Hover flies (family Syrphidae) of the genus Microdon are unusual among the Diptera. Like other members of the subfamily, they are myrmecophiles, meaning they inhabit the nests of ants.

There are 249 species known worldwide, with the greatest diversity being from the tropics; 30 species are known from North America, though it is expected that many of these species will be placed in other genera in time, as Microdon has been used as a catch-all for various unrelated species not placed in other genera.

==Appearance==
Microdon adults look more or less like typical flies. Like some other hoverflies, they are generally robust and very hairy, often closely resembling bees. They are between 8 and 15 mm long. The antennae are rather long, with the last (third) segment nearly as long as, or sometimes significantly longer than, the first segment; the antennae are nearly as long as the fly's face. These flies are covered in black or pale (white or golden) hairs, and are themselves either black or metallic green or blue. The scutellum is with apical calcars and wing vein R4+5 with an appendix. They have simple legs and abdomens.

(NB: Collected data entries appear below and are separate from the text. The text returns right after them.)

//! Compact positional binary encoding.
//!
//! Fields are written in schema order with no names on the wire, all
//! integers big-endian:
//!
//! | type                           | layout                               |
//! |--------------------------------|--------------------------------------|
//! | NULL                           | nothing                              |
//! | BOOL                           | 1 byte                               |
//! | INTEGER, EXCLUSIVE, INCLUSIVE  | i32                                  |
//! | LONG, FK                       | i64                                  |
//! | FLOAT, REAL                    | f64                                  |
//! | SHORT                          | i16                                  |
//! | TIMESTAMP                      | i32 seconds                          |
//! | TEXT, GUID, FILE               | u16 length + UTF-8                   |
//! | BLOB                           | u16 length (high bit: LARGE) + bytes |
//!
//! A zero length means the field is absent.

use ammo_core::tuple::{FieldType, Schema, Tuple, Value};
use bytes::{Buf, BufMut, BytesMut};

use crate::{
  Error, Result,
  blob::{BlobKind, BlobMap},
};

const MAX_TEXT: usize = i16::MAX as usize;
const LARGE_FLAG: u16 = 0x8000;

pub fn serialize(tuple: &Tuple, schema: &Schema) -> Result<Vec<u8>> {
  let mut buf = BytesMut::with_capacity(64);

  for field in &schema.fields {
    let name = field.name.as_str();
    let value = tuple.get(name);

    match (field.field_type, value) {
      (FieldType::Null, _) => {}
      (FieldType::Bool, Some(Value::Bool(v))) => buf.put_u8(u8::from(*v)),
      (FieldType::Bool, None) => buf.put_u8(0),
      (FieldType::Integer, Some(Value::Integer(v)))
      | (FieldType::Exclusive, Some(Value::Exclusive(v)))
      | (FieldType::Inclusive, Some(Value::Inclusive(v))) => buf.put_i32(*v),
      (FieldType::Integer | FieldType::Exclusive | FieldType::Inclusive, None) => buf.put_i32(0),
      (FieldType::Long, Some(Value::Long(v))) | (FieldType::Fk, Some(Value::ForeignKey(v))) => {
        buf.put_i64(*v)
      }
      (FieldType::Long | FieldType::Fk, None) => buf.put_i64(0),
      (FieldType::Float, Some(Value::Float(v))) | (FieldType::Real, Some(Value::Real(v))) => {
        buf.put_f64(*v)
      }
      (FieldType::Float | FieldType::Real, None) => buf.put_f64(0.0),
      (FieldType::Short, Some(Value::Short(v))) => buf.put_i16(*v),
      (FieldType::Short, None) => buf.put_i16(0),
      (FieldType::Timestamp, Some(Value::Timestamp(ms))) => {
        buf.put_i32(i32::try_from(ms / 1000).unwrap_or(i32::MAX))
      }
      (FieldType::Timestamp, None) => buf.put_i32(0),
      (FieldType::Text, Some(Value::Text(s)))
      | (FieldType::Guid, Some(Value::Guid(s)))
      | (FieldType::File, Some(Value::File(s))) => put_text(&mut buf, name, s)?,
      (FieldType::Text | FieldType::Guid | FieldType::File, None) => buf.put_u16(0),
      (FieldType::Blob, Some(Value::Blob(b))) => put_blob(&mut buf, tuple, name, b)?,
      (FieldType::Blob, None) => buf.put_u16(0),
      (expected, Some(found)) => {
        return Err(Error::TypeMismatch {
          field:    name.to_owned(),
          expected: expected.to_string(),
          found:    found.field_type().to_string(),
        });
      }
    }
  }

  Ok(buf.to_vec())
}

fn put_text(buf: &mut BytesMut, name: &str, s: &str) -> Result<()> {
  if s.len() > MAX_TEXT {
    return Err(Error::TooLong { field: name.to_owned(), len: s.len(), max: MAX_TEXT });
  }
  buf.put_u16(s.len() as u16);
  buf.put_slice(s.as_bytes());
  Ok(())
}

fn put_blob(buf: &mut BytesMut, tuple: &Tuple, name: &str, in_row: &[u8]) -> Result<()> {
  let (flag, content) = match BlobKind::infer(name, in_row) {
    BlobKind::Small => (0, in_row),
    BlobKind::Large => match tuple.blobs.get(name) {
      Some(content) => (LARGE_FLAG, content.as_slice()),
      None => {
        tracing::debug!(field = name, "large blob has no content, sending as absent");
        buf.put_u16(0);
        return Ok(());
      }
    },
  };
  if content.len() > MAX_TEXT {
    return Err(Error::TooLong { field: name.to_owned(), len: content.len(), max: MAX_TEXT });
  }
  buf.put_u16(flag | content.len() as u16);
  buf.put_slice(content);
  Ok(())
}

// ─── Decode ──────────────────────────────────────────────────────────────────

pub fn deserialize(bytes: &[u8], schema: &Schema) -> Result<(Tuple, BlobMap)> {
  let mut reader = Reader { buf: bytes, offset: 0 };
  let mut tuple = Tuple::new();
  let mut blobs = BlobMap::new();

  for field in &schema.fields {
    let name = field.name.clone();
    let value = match field.field_type {
      FieldType::Null => Value::Null,
      FieldType::Bool => Value::Bool(reader.take(1)?.get_u8() != 0),
      FieldType::Integer => Value::Integer(reader.take(4)?.get_i32()),
      FieldType::Exclusive => Value::Exclusive(reader.take(4)?.get_i32()),
      FieldType::Inclusive => Value::Inclusive(reader.take(4)?.get_i32()),
      FieldType::Long => Value::Long(reader.take(8)?.get_i64()),
      FieldType::Fk => Value::ForeignKey(reader.take(8)?.get_i64()),
      FieldType::Float => Value::Float(reader.take(8)?.get_f64()),
      FieldType::Real => Value::Real(reader.take(8)?.get_f64()),
      FieldType::Short => Value::Short(reader.take(2)?.get_i16()),
      FieldType::Timestamp => Value::Timestamp(i64::from(reader.take(4)?.get_i32()) * 1000),
      FieldType::Text | FieldType::Guid | FieldType::File => {
        let len = usize::from(reader.take(2)?.get_u16());
        if len == 0 {
          continue;
        }
        let text = String::from_utf8_lossy(reader.take(len)?).into_owned();
        match field.field_type {
          FieldType::Text => Value::Text(text),
          FieldType::Guid => Value::Guid(text),
          _ => Value::File(text),
        }
      }
      FieldType::Blob => {
        let word = reader.take(2)?.get_u16();
        let len = usize::from(word & !LARGE_FLAG);
        if len == 0 {
          continue;
        }
        let content = reader.take(len)?.to_vec();
        if word & LARGE_FLAG != 0 {
          blobs.insert(name.clone(), BlobKind::Large);
          tuple.blobs.insert(name.clone(), content);
          Value::Blob(name.as_bytes().to_vec())
        } else {
          blobs.insert(name.clone(), BlobKind::Small);
          Value::Blob(content)
        }
      }
    };
    tuple.values.insert(name, value);
  }

  if reader.offset < bytes.len() {
    tracing::trace!(extra = bytes.len() - reader.offset, "ignoring trailing terse bytes");
  }
  Ok((tuple, blobs))
}

struct Reader<'a> {
  buf:    &'a [u8],
  offset: usize,
}

impl<'a> Reader<'a> {
  fn take(&mut self, n: usize) -> Result<&'a [u8]> {
    let end = self.offset + n;
    let slice = self
      .buf
      .get(self.offset..end)
      .ok_or(Error::Truncated { offset: self.offset, wanted: n })?;
    self.offset = end;
    Ok(slice)
  }
}

#[cfg(test)]
mod tests {
  use super::*;

  fn schema() -> Schema {
    Schema::new([
      ("id", FieldType::Long),
      ("label", FieldType::Text),
      ("flag", FieldType::Bool),
      ("when", FieldType::Timestamp),
    ])
  }

  #[test]
  fn layout_is_positional_big_endian() {
    let tuple = Tuple::new()
      .with("id", Value::Long(258))
      .with("label", Value::Text("ab".into()))
      .with("flag", Value::Bool(true))
      .with("when", Value::Timestamp(5_999));

    let bytes = serialize(&tuple, &schema()).unwrap();
    assert_eq!(bytes, vec![0, 0, 0, 0, 0, 0, 1, 2, 0, 2, b'a', b'b', 1, 0, 0, 0, 5]);
  }

  #[test]
  fn absent_text_decodes_as_absent() {
    let tuple = Tuple::new().with("id", Value::Long(1));
    let bytes = serialize(&tuple, &schema()).unwrap();
    let (back, _) = deserialize(&bytes, &schema()).unwrap();
    assert!(back.get("label").is_none());
    assert_eq!(back.get("flag"), Some(&Value::Bool(false)));
  }

  #[test]
  fn type_mismatch_is_rejected() {
    let tuple = Tuple::new().with("id", Value::Text("nope".into()));
    assert!(matches!(serialize(&tuple, &schema()), Err(Error::TypeMismatch { .. })));
  }

  #[test]
  fn truncated_input_is_an_error() {
    let err = deserialize(&[0, 0, 0], &schema()).unwrap_err();
    assert!(matches!(err, Error::Truncated { offset: 0, wanted: 8 }));
  }
}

The real oddity of the genus Microdon is in its larvae and pupae. These are dome-shaped and look like stout little slugs. Their appearance originally led scientists to describe them as mollusks and scale insects. They are slow-moving. Most have the spiracles on a peg-like protuberance extending from the end of their abdomens.

==Behaviour==
Adult Microdon flies do not behave like other syrphid flies; they do not hover around flowers, but instead remain very near the ant colonies which serve as larval hosts.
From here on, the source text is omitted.